I was told that its normal for multiple pregnancies to dilate early. Doesnt mean you will go into labour. 

Hope your bubs stay in a bit longer.


----------



## daisybby03

tripletsOMG said:


> Hang in there hun hope they bake longer. With my singletons I started dialateing at 37wks to 4cm but no baby till 40 hope u can relax over the weekend. Where r u in VA? my hubby is fronm roanoke

I am northern, I am about an hour outside of D.C.


----------



## PeaceLoveBaby

Thinking of you xx


----------



## Mea

Fingers crossed for you hope they stay in a bit longer. 
I also dilated early and was 3cm from 33 weeks but made it to 37 weeks before they popped out.


----------



## Laura2919

I was 3cm dilated at 29 weeks but I caught an infection which led to septicaemia so thats why I ended up delivering them early.


----------



## LorettaClaire

Hope those babies stay in a few more weeks yet! Can't imagine how stressed and nervous you are feeling :hugs::kiss:


----------



## daisybby03

I am actually trying to stay very calm..I have put my faith in God and he will take care of them, but I am also staying very still, not walking a lot and staying very calm. I am cramping today, but I bet it was from the doctor checking me and also getting the FFN test


----------



## Vickie

:hugs: Thinking of you


----------



## Yuu

Hi Daisy, I am in the same situation as you. Pregnant with twins, had contractions at 27.5 weeks, they did fft and it was positive (and nothing I did which would would make it false positive). Cervix was soft and fingertip dilated, which means 1 cm. The Dr said 1 cm means nothing really. I had 1 ultrasound since then, they are not repeating the test, just checking the length of the cervix, and it's still the same length. 30 weeks and 2 days today, and hoping to keep them in longer...


----------



## daisybby03

Yuu- wow..your right! I cant wait till Monday to see what my cervix looks like. I have a feeling if it changing they wont be doing the "Normal" finger cervix check as I know they don't want to mess with it. I assume you are on bed rest as well? I am so bored sitting here, but I know it's whats best. I just hate it b/c I have to send my daughter to her grandparents each day:( So not use to that!
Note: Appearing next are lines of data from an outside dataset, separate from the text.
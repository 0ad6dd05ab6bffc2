use clap::{Args, Parser, Subcommand, ValueEnum};
use std::path::PathBuf;
use toolgram_state::ConfigOverrides;

/// Output format for reports.
#[derive(Debug, Clone, Copy, PartialEq, Eq, ValueEnum, Default)]
pub enum OutputFormat {
    /// Human-readable plain text.
    #[default]
    Text,
    /// Pretty-printed JSON.
    Json,
    /// Markdown report.
    Markdown,
}

/// Command-line interface for the `toolgram` application.
#[derive(Debug, Parser)]
#[command(
    name = "toolgram",
    version,
    about = "Tool-call pattern analytics for Claude Code session logs"
)]
pub struct Cli {
    #[command(subcommand)]
    pub command: Commands,
}

/// Pattern mining knobs shared by `analyze` and `patterns`.
#[derive(Debug, Clone, Default, Args)]
pub struct DetectionArgs {
    /// Minimum number of occurrences for a pattern (overrides `TOOLGRAM_MIN_FREQUENCY`).
    #[arg(long, value_name = "N")]
    pub min_frequency: Option<usize>,
    /// Maximum pattern length in tool calls (overrides `TOOLGRAM_MAX_LENGTH`).
    #[arg(long, value_name = "N")]
    pub max_length: Option<usize>,
    /// Minimum pattern length in tool calls.
    #[arg(long, value_name = "N")]
    pub min_length: Option<usize>,
    /// Tool names to ignore while mining (repeatable; overrides `TOOLGRAM_EXCLUDE_TOOLS`).
    #[arg(long = "exclude-tool", value_name = "NAME")]
    pub exclude_tools: Vec<String>,
}

impl DetectionArgs {
    /// Combine mining flags with the session-selection flags into config overrides.
    pub fn overrides(&self, days: Option<u32>, projects_dir: Option<PathBuf>) -> ConfigOverrides {
        ConfigOverrides {
            projects_dir,
            days,
            min_frequency: self.min_frequency,
            max_length: self.max_length,
            min_length: self.min_length,
            exclude_tools: self.exclude_tools.clone(),
        }
    }
}

/// Available `toolgram` commands.
#[derive(Debug, Subcommand)]
pub enum Commands {
    /// Analyzes recent sessions: efficiency, patterns, and skill candidates.
    Analyze {
        /// Analyze a single session by ID instead of a time window.
        #[arg(short, long, value_name = "ID")]
        session: Option<String>,
        /// Number of days to look back (overrides `TOOLGRAM_DAYS`, default 7).
        #[arg(short, long, value_name = "N")]
        days: Option<u32>,
        /// Output format.
        #[arg(short, long, value_enum, default_value_t = OutputFormat::Text)]
        format: OutputFormat,
        /// Include per-session details and debug logging.
        #[arg(short, long, default_value_t = false)]
        verbose: bool,
        /// Skip pattern detection.
        #[arg(long, default_value_t = false)]
        no_patterns: bool,
        #[command(flatten)]
        detection: DetectionArgs,
        /// Claude projects directory (overrides `TOOLGRAM_PROJECTS_DIR`).
        #[arg(long, value_name = "DIR")]
        projects_dir: Option<PathBuf>,
    },
    /// Lists session transcripts found in the look-back window.
    Sessions {
        /// Number of days to look back (overrides `TOOLGRAM_DAYS`, default 7).
        #[arg(short, long, value_name = "N")]
        days: Option<u32>,
        /// Only list sessions of this project directory.
        #[arg(long, value_name = "NAME")]
        project: Option<String>,
        /// Output format: text or json.
        #[arg(short, long, value_enum, default_value_t = OutputFormat::Text)]
        format: OutputFormat,
        /// Claude projects directory (overrides `TOOLGRAM_PROJECTS_DIR`).
        #[arg(long, value_name = "DIR")]
        projects_dir: Option<PathBuf>,
    },
    /// Mines tool-call patterns in one session and prints their statistics.
    Patterns {
        /// Session ID to mine.
        #[arg(short, long, value_name = "ID", required = true)]
        session: String,
        /// Also list where this comma-separated tool sequence occurs (e.g. `Read,Edit`).
        #[arg(long, value_name = "TOOLS", value_delimiter = ',')]
        find: Vec<String>,
        /// Output format: text or json.
        #[arg(short, long, value_enum, default_value_t = OutputFormat::Text)]
        format: OutputFormat,
        #[command(flatten)]
        detection: DetectionArgs,
        /// Claude projects directory (overrides `TOOLGRAM_PROJECTS_DIR`).
        #[arg(long, value_name = "DIR")]
        projects_dir: Option<PathBuf>,
    },
}

impl Commands {
    /// Whether the command asked for verbose output.
    pub fn is_verbose(&self) -> bool {
        matches!(self, Commands::Analyze { verbose: true, .. })
    }
}
//! Multi-session aggregation: one call from parsed sessions to a full report.

use crate::efficiency::evaluate_efficiency;
use crate::error::PatternError;
use crate::mining::{detect_patterns, DetectionOptions};
use crate::skills::synthesize_skill_candidates;
use crate::types::{
    EfficiencyEvaluation, OperationPattern, Recommendation, SessionMetrics, SkillCandidate,
    ToolInvocation, ToolResult,
};
use chrono::{DateTime, FixedOffset};
use indexmap::IndexMap;
use serde::{Deserialize, Serialize};
use tracing::info;

const SUMMARY_TOOLS: usize = 10;
const SUMMARY_PATTERNS: usize = 5;
const SUMMARY_RECOMMENDATIONS: usize = 3;

/// Everything parsed from one session.
#[derive(Debug, Clone, Default, PartialEq, Serialize, Deserialize)]
#[serde(rename_all = "camelCase")]
pub struct SessionInput {
    pub metrics: SessionMetrics,
    pub invocations: Vec<ToolInvocation>,
    pub results: Vec<ToolResult>,
}

/// Options for [`aggregate_analysis`].
#[derive(Debug, Clone, PartialEq, Eq, Serialize, Deserialize)]
#[serde(rename_all = "camelCase", default)]
pub struct AnalyzeOptions {
    /// Mine patterns and synthesize skills. When false both lists are empty.
    pub include_patterns: bool,
    pub detection: DetectionOptions,
}

impl Default for AnalyzeOptions {
    fn default() -> Self {
        Self {
            include_patterns: true,
            detection: DetectionOptions::default(),
        }
    }
}

#[derive(Debug, Clone, Default, PartialEq, Serialize, Deserialize)]
#[serde(rename_all = "camelCase")]
pub struct AnalyzedPeriod {
    /// Earliest session start time.
    pub start: Option<String>,
    /// Latest session start time.
    pub end: Option<String>,
    pub total_sessions: usize,
}

#[derive(Debug, Clone, PartialEq, Eq, Serialize, Deserialize)]
pub struct ToolCount {
    pub name: String,
    pub count: usize,
}

#[derive(Debug, Clone, PartialEq, Eq, Serialize, Deserialize)]
pub struct PatternSummary {
    pub sequence: Vec<String>,
    pub frequency: usize,
}

/// Headline numbers of an analysis.
#[derive(Debug, Clone, Default, PartialEq, Serialize, Deserialize)]
#[serde(rename_all = "camelCase")]
pub struct AnalysisSummary {
    pub total_tool_calls: usize,
    pub total_errors: usize,
    pub overall_error_rate: f64,
    /// Top 10 tools by call count.
    pub most_used_tools: Vec<ToolCount>,
    /// Top 5 patterns by frequency.
    pub most_frequent_patterns: Vec<PatternSummary>,
    /// First 3 recommendations of the efficiency evaluation.
    pub top_recommendations: Vec<Recommendation>,
}

/// Complete analysis of a batch of sessions.
#[derive(Debug, Clone, PartialEq, Serialize, Deserialize)]
#[serde(rename_all = "camelCase")]
pub struct AggregatedAnalysis {
    pub analyzed_period: AnalyzedPeriod,
    pub session_metrics: Vec<SessionMetrics>,
    pub patterns: Vec<OperationPattern>,
    pub efficiency: EfficiencyEvaluation,
    pub skill_candidates: Vec<SkillCandidate>,
    pub summary: AnalysisSummary,
}

/// Analyze a batch of sessions.
///
/// Invocations and results are concatenated in session order before
/// evaluation and mining, so patterns may span session boundaries.
pub fn aggregate_analysis(
    sessions: &[SessionInput],
    options: &AnalyzeOptions,
) -> Result<AggregatedAnalysis, PatternError> {
    options.detection.validate()?;

    let invocations: Vec<ToolInvocation> = sessions
        .iter()
        .flat_map(|s| s.invocations.iter().cloned())
        .collect();
    let results: Vec<ToolResult> = sessions
        .iter()
        .flat_map(|s| s.results.iter().cloned())
        .collect();
    let session_metrics: Vec<SessionMetrics> =
        sessions.iter().map(|s| s.metrics.clone()).collect();

    let efficiency = evaluate_efficiency(&invocations, &results, &session_metrics);

    let patterns = if options.include_patterns {
        detect_patterns(&invocations, &options.detection)?
    } else {
        Vec::new()
    };
    let skill_candidates = synthesize_skill_candidates(&patterns);
    let summary = build_summary(&session_metrics, &patterns, &efficiency);

    info!(
        sessions = sessions.len(),
        tool_calls = invocations.len(),
        patterns = patterns.len(),
        skills = skill_candidates.len(),
        "Analysis complete"
    );

    Ok(AggregatedAnalysis {
        analyzed_period: analyzed_period(&session_metrics),
        session_metrics,
        patterns,
        efficiency,
        skill_candidates,
        summary,
    })
}

fn analyzed_period(metrics: &[SessionMetrics]) -> AnalyzedPeriod {
    // Unparseable start times sort before every valid one.
    let key = |m: &&SessionMetrics| -> (Option<DateTime<FixedOffset>>, String) {
        (
            DateTime::parse_from_rfc3339(&m.start_time).ok(),
            m.start_time.clone(),
        )
    };

    AnalyzedPeriod {
        start: metrics.iter().min_by_key(key).map(|m| m.start_time.clone()),
        end: metrics.iter().max_by_key(key).map(|m| m.start_time.clone()),
        total_sessions: metrics.len(),
    }
}

fn build_summary(
    metrics: &[SessionMetrics],
    patterns: &[OperationPattern],
    efficiency: &EfficiencyEvaluation,
) -> AnalysisSummary {
    let total_tool_calls: usize = metrics.iter().map(|m| m.total_tool_calls).sum();
    let total_errors: usize = metrics.iter().map(|m| m.error_count).sum();

    let mut tool_counts: IndexMap<&str, usize> = IndexMap::new();
    for session in metrics {
        for (tool, count) in &session.tool_breakdown {
            *tool_counts.entry(tool.as_str()).or_insert(0) += count;
        }
    }
    let mut most_used: Vec<(&str, usize)> = tool_counts.into_iter().collect();
    most_used.sort_by(|a, b| b.1.cmp(&a.1));

    let mut ranked: Vec<&OperationPattern> = patterns.iter().collect();
    ranked.sort_by(|a, b| b.frequency.cmp(&a.frequency));

    AnalysisSummary {
        total_tool_calls,
        total_errors,
        overall_error_rate: if total_tool_calls > 0 {
            total_errors as f64 / total_tool_calls as f64
        } else {
            0.0
        },
        most_used_tools: most_used
            .into_iter()
            .take(SUMMARY_TOOLS)
            .map(|(name, count)| ToolCount {
                name: name.to_string(),
                count,
            })
            .collect(),
        most_frequent_patterns: ranked
            .into_iter()
            .take(SUMMARY_PATTERNS)
            .map(|p| PatternSummary {
                sequence: p.sequence.clone(),
                frequency: p.frequency,
            })
            .collect(),
        top_recommendations: efficiency
            .recommendations
            .iter()
            .take(SUMMARY_RECOMMENDATIONS)
            .cloned()
            .collect(),
    }
}
//! Rendering of [`AggregatedAnalysis`] reports.
//!
//! Every renderer returns the complete report as a `String`; printing is
//! left to the command handlers.

mod markdown;
mod text;

pub use markdown::render_markdown;
pub use text::render_text;

use crate::cli::OutputFormat;
use anyhow::Result;
use toolgram_patterns::AggregatedAnalysis;

/// Presentation switches for the text report.
#[derive(Debug, Clone, Copy, PartialEq, Eq)]
pub struct ReportOptions {
    /// Include per-session details.
    pub verbose: bool,
    /// Show the detected patterns section.
    pub include_patterns: bool,
}

impl Default for ReportOptions {
    fn default() -> Self {
        Self {
            verbose: false,
            include_patterns: true,
        }
    }
}

/// Render `analysis` in the requested format.
pub fn render_report(
    analysis: &AggregatedAnalysis,
    format: OutputFormat,
    options: ReportOptions,
) -> Result<String> {
    Ok(match format {
        OutputFormat::Text => render_text(analysis, options),
        OutputFormat::Markdown => render_markdown(analysis),
        OutputFormat::Json => serde_json::to_string_pretty(analysis)?,
    })
}

/// Formats a 0..1 ratio as a percentage with one decimal.
pub(crate) fn percent(rate: f64) -> String {
    format!("{:.1}%", rate * 100.0)
}

/// Calendar date part of an RFC 3339 timestamp, `-` when absent.
pub(crate) fn date_part(timestamp: Option<&str>) -> &str {
    match timestamp {
        Some(ts) => ts.get(..10).unwrap_or(ts),
        None => "-",
    }
}


#[cfg(test)]
mod tests {
    use super::fixtures::sample_analysis;
    use super::*;

    #[test]
    fn test_date_part() {
        assert_eq!(date_part(Some("2025-01-18T10:00:00Z")), "2025-01-18");
        assert_eq!(date_part(Some("2025")), "2025");
        assert_eq!(date_part(None), "-");
    }

    #[test]
    fn test_percent_uses_one_decimal() {
        assert_eq!(percent(0.3), "30.0%");
        assert_eq!(percent(0.0), "0.0%");
        assert_eq!(percent(1.0 / 18.0), "5.6%");
    }

    #[test]
    fn test_json_report_is_camel_case() {
        let analysis = sample_analysis();
        let json =
            render_report(&analysis, OutputFormat::Json, ReportOptions::default()).unwrap();
        let value: serde_json::Value = serde_json::from_str(&json).unwrap();
        assert_eq!(value["analyzedPeriod"]["totalSessions"], 2);
        assert_eq!(value["summary"]["totalToolCalls"], 18);
        assert!(value["skillCandidates"].is_array());
    }
}
//! Tolerant parsing of a Claude Code JSONL transcript.

use crate::error::SessionError;
use serde_json::Value;
use std::collections::HashMap;
use std::fs;
use std::path::Path;
use toolgram_patterns::{ToolInvocation, ToolResult};
use tracing::debug;

const UNKNOWN_TOOL: &str = "unknown";

/// Everything extracted from one transcript.
#[derive(Debug, Clone, Default, PartialEq)]
pub struct ParsedSession {
    /// Tool calls in transcript order, with `is_error` joined from results.
    pub invocations: Vec<ToolInvocation>,
    pub results: Vec<ToolResult>,
    /// User entries that carry a prompt rather than only tool results.
    pub user_message_count: usize,
    pub assistant_message_count: usize,
    pub first_timestamp: Option<String>,
    pub last_timestamp: Option<String>,
}

/// Read and parse the transcript at `path`.
pub fn parse_session(path: &Path) -> Result<ParsedSession, SessionError> {
    let content = fs::read_to_string(path).map_err(|e| SessionError::io(path, e))?;
    let session_id = path
        .file_stem()
        .and_then(|s| s.to_str())
        .unwrap_or("unknown");
    Ok(parse_session_content(&content, session_id))
}

/// Parse transcript text. Blank and malformed lines are skipped.
pub fn parse_session_content(content: &str, session_id: &str) -> ParsedSession {
    let mut parsed = ParsedSession::default();
    let mut tool_names: HashMap<String, String> = HashMap::new();

    for (line_no, line) in content.lines().enumerate() {
        if line.trim().is_empty() {
            continue;
        }
        let entry: Value = match serde_json::from_str(line) {
            Ok(v) => v,
            Err(e) => {
                debug!(line = line_no + 1, "Skipping malformed transcript line: {}", e);
                continue;
            }
        };

        let timestamp = entry.get("timestamp").and_then(|t| t.as_str());
        if let Some(ts) = timestamp {
            if parsed.first_timestamp.is_none() {
                parsed.first_timestamp = Some(ts.to_string());
            }
            parsed.last_timestamp = Some(ts.to_string());
        }

        let body = entry.get("message").and_then(|m| m.get("content"));
        match entry.get("type").and_then(|t| t.as_str()) {
            Some("assistant") => {
                parsed.assistant_message_count += 1;
                let Some(blocks) = body.and_then(|c| c.as_array()) else {
                    continue;
                };
                for block in blocks.iter().filter(|b| block_type(b) == Some("tool_use")) {
                    if let Some(invocation) = tool_use(block, timestamp, session_id) {
                        if let Some(id) = &invocation.id {
                            tool_names.insert(id.clone(), invocation.tool_name.clone());
                        }
                        parsed.invocations.push(invocation);
                    }
                }
            }
            Some("user") => {
                let blocks = body.and_then(|c| c.as_array());
                let is_prompt = match blocks {
                    Some(blocks) => blocks.iter().any(|b| block_type(b) != Some("tool_result")),
                    None => body.is_some(),
                };
                if is_prompt {
                    parsed.user_message_count += 1;
                }

                for block in blocks
                    .into_iter()
                    .flatten()
                    .filter(|b| block_type(b) == Some("tool_result"))
                {
                    if let Some(result) = tool_result(block, timestamp, &tool_names) {
                        parsed.results.push(result);
                    }
                }
            }
            _ => {}
        }
    }

    let outcomes: HashMap<&str, bool> = parsed
        .results
        .iter()
        .map(|r| (r.tool_use_id.as_str(), r.is_error))
        .collect();
    let joined: Vec<Option<bool>> = parsed
        .invocations
        .iter()
        .map(|inv| inv.id.as_deref().and_then(|id| outcomes.get(id).copied()))
        .collect();
    for (invocation, is_error) in parsed.invocations.iter_mut().zip(joined) {
        invocation.is_error = is_error;
    }

    parsed
}

fn block_type(block: &Value) -> Option<&str> {
    block.get("type").and_then(|t| t.as_str())
}

fn tool_use(block: &Value, timestamp: Option<&str>, session_id: &str) -> Option<ToolInvocation> {
    let Some(name) = block.get("name").and_then(|n| n.as_str()) else {
        debug!("Skipping tool_use block without a name");
        return None;
    };
    let Some(timestamp) = timestamp else {
        debug!(tool = name, "Skipping tool_use block without a timestamp");
        return None;
    };

    let input = block.get("input").cloned().unwrap_or(Value::Null);
    let mut invocation = ToolInvocation::new(timestamp, name, input).with_session(session_id);
    if let Some(id) = block.get("id").and_then(|i| i.as_str()) {
        invocation = invocation.with_id(id);
    }
    Some(invocation)
}

fn tool_result(
    block: &Value,
    timestamp: Option<&str>,
    tool_names: &HashMap<String, String>,
) -> Option<ToolResult> {
    let tool_use_id = block.get("tool_use_id").and_then(|i| i.as_str())?;
    let is_error = block
        .get("is_error")
        .and_then(|e| e.as_bool())
        .unwrap_or(false);
    let error_message = if is_error {
        result_text(block.get("content"))
    } else {
        None
    };

    Some(ToolResult {
        timestamp: timestamp.unwrap_or_default().to_string(),
        tool_use_id: tool_use_id.to_string(),
        tool_name: tool_names
            .get(tool_use_id)
            .cloned()
            .unwrap_or_else(|| UNKNOWN_TOOL.to_string()),
        is_error,
        error_message,
    })
}

/// Text of a result body: either a plain string or the `text` blocks of an array.
fn result_text(content: Option<&Value>) -> Option<String> {
    match content? {
        Value::String(s) => Some(s.clone()),
        Value::Array(blocks) => {
            let text: Vec<&str> = blocks
                .iter()
                .filter_map(|b| b.get("text").and_then(|t| t.as_str()))
                .collect();
            (!text.is_empty()).then(|| text.join("\n"))
        }
        _ => None,
    }
}

#[cfg(test)]
mod tests {
    use super::*;
    use toolgram_patterns::BashCategory;

    const TRANSCRIPT: &str = r#"{"type":"user","timestamp":"2025-01-18T10:00:00Z","message":{"role":"user","content":"fix the failing test"}}
{"type":"assistant","timestamp":"2025-01-18T10:00:05Z","message":{"role":"assistant","content":[{"type":"text","text":"Looking."},{"type":"tool_use","id":"t1","name":"Read","input":{"file_path":"src/lib.rs"}}]}}
{"type":"user","timestamp":"2025-01-18T10:00:06Z","message":{"role":"user","content":[{"type":"tool_result","tool_use_id":"t1","content":"fn main() {}"}]}}
not json at all

{"type":"assistant","timestamp":"2025-01-18T10:00:10Z","message":{"role":"assistant","content":[{"type":"tool_use","id":"t2","name":"Bash","input":{"command":"cargo test"}}]}}
{"type":"user","timestamp":"2025-01-18T10:00:20Z","message":{"role":"user","content":[{"type":"tool_result","tool_use_id":"t2","is_error":true,"content":[{"type":"text","text":"test failed"}]}]}}
{"type":"summary","summary":"Fixing tests"}
"#;

    #[test]
    fn test_extracts_invocations_and_results() {
        let parsed = parse_session_content(TRANSCRIPT, "s1");

        assert_eq!(parsed.invocations.len(), 2);
        assert_eq!(parsed.invocations[0].tool_name, "Read");
        assert_eq!(parsed.invocations[0].file_path.as_deref(), Some("src/lib.rs"));
        assert_eq!(parsed.invocations[0].session_id.as_deref(), Some("s1"));
        assert_eq!(parsed.invocations[1].bash_category, Some(BashCategory::Test));
        assert_eq!(parsed.invocations[1].timestamp, "2025-01-18T10:00:10Z");

        assert_eq!(parsed.results.len(), 2);
        assert_eq!(parsed.results[1].tool_name, "Bash");
        assert!(parsed.results[1].is_error);
        assert_eq!(parsed.results[1].error_message.as_deref(), Some("test failed"));
        assert!(parsed.results[0].error_message.is_none());
    }

    #[test]
    fn test_joins_outcomes_onto_invocations() {
        let parsed = parse_session_content(TRANSCRIPT, "s1");
        assert_eq!(parsed.invocations[0].is_error, Some(false));
        assert_eq!(parsed.invocations[1].is_error, Some(true));
    }

    #[test]
    fn test_counts_messages_and_time_range() {
        let parsed = parse_session_content(TRANSCRIPT, "s1");
        assert_eq!(parsed.user_message_count, 1);
        assert_eq!(parsed.assistant_message_count, 2);
        assert_eq!(parsed.first_timestamp.as_deref(), Some("2025-01-18T10:00:00Z"));
        assert_eq!(parsed.last_timestamp.as_deref(), Some("2025-01-18T10:00:20Z"));
    }

    #[test]
    fn test_unmatched_result_has_unknown_tool() {
        let line = r#"{"type":"user","timestamp":"2025-01-18T10:00:00Z","message":{"content":[{"type":"tool_result","tool_use_id":"zz","content":"ok"}]}}"#;
        let parsed = parse_session_content(line, "s1");
        assert_eq!(parsed.results[0].tool_name, "unknown");
        assert_eq!(parsed.user_message_count, 0);
    }

    #[test]
    fn test_tool_use_without_timestamp_is_skipped() {
        let line = r#"{"type":"assistant","message":{"content":[{"type":"tool_use","id":"t1","name":"Read","input":{}}]}}"#;
        let parsed = parse_session_content(line, "s1");
        assert!(parsed.invocations.is_empty());
        assert_eq!(parsed.assistant_message_count, 1);
    }

    #[test]
    fn test_empty_content() {
        assert_eq!(parse_session_content("", "s1"), ParsedSession::default());
    }

    #[test]
    fn test_missing_file_is_an_io_error() {
        let err = parse_session(Path::new("/nonexistent/session.jsonl")).unwrap_err();
        assert!(matches!(err, SessionError::Io { .. }));
    }
}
I am praying to get to at least 32 weeks..anything after that is a blessing! 
Good luck with your twins too. How ofter are you getting your cervix checked?


----------



## knitbit

Bake little ones.


----------



## PeaceLoveBaby

Hope you're feelin less crampy :hugs:


----------



## Yuu

I was on modified bedrest for 2 weeks, but when they checked the cervix length 2 weeks after the positive fft and it was still long, they said I could take small walks outside, which I do. A short mall trip, or 20 min around the block. I get my cervix checked every 2 weeks now by the abdominal ultrasound. I didn't have more frequent contractions since i had an episode of regular contractions 3 weeks ago, and it makes me feel better. I have some, like 10-12 a day, and I guess it's normal. 
I did some research on positive fft, and I saw some women would go until full term, or for 5 more weeks or for 10 more weeks after having positive fft. And positive fft is less informative then a negative one. Just shows the increased risk. so hoping it will work out for us. When a day is over, I am glad they have stayed in there one more day, and so we go day by day. If they are born early, they should be able to survive..26 weeks was better then 24, then we reached 28 weeks which was better then 26, and now moving towards 32 weeks...soon after that they would be able to breathe on their own. I haven't had steroid shots yet, even though my Dr offered them to me, but she was relaxed about it, she just was supposed to offer it, but we agreed that I would do it if i start contracting frequently again or the cervix starts dilating. 
I drink tons of water, I am sure you do too Daisy:) Lets stay strong:)


----------



## Yuu

and best of luck to you on Monday! I know..I can't wait till my next cervix check myself.


----------



## daisybby03

went to L & D today b/c of contractions again, they slowed down but cervix is thinning out now. I am 2.8cm long..was 3.5 a few weeks ago. FFN came back positive AGAIN..so I am still on strict bedrest:(


----------



## AmandaAnn

Good luck hun, I very much hope they stay in for many more weeks :)


----------



## PeaceLoveBaby

:( Sorry hun. I almost went back to L&D today too..but a little rest got mine under control. 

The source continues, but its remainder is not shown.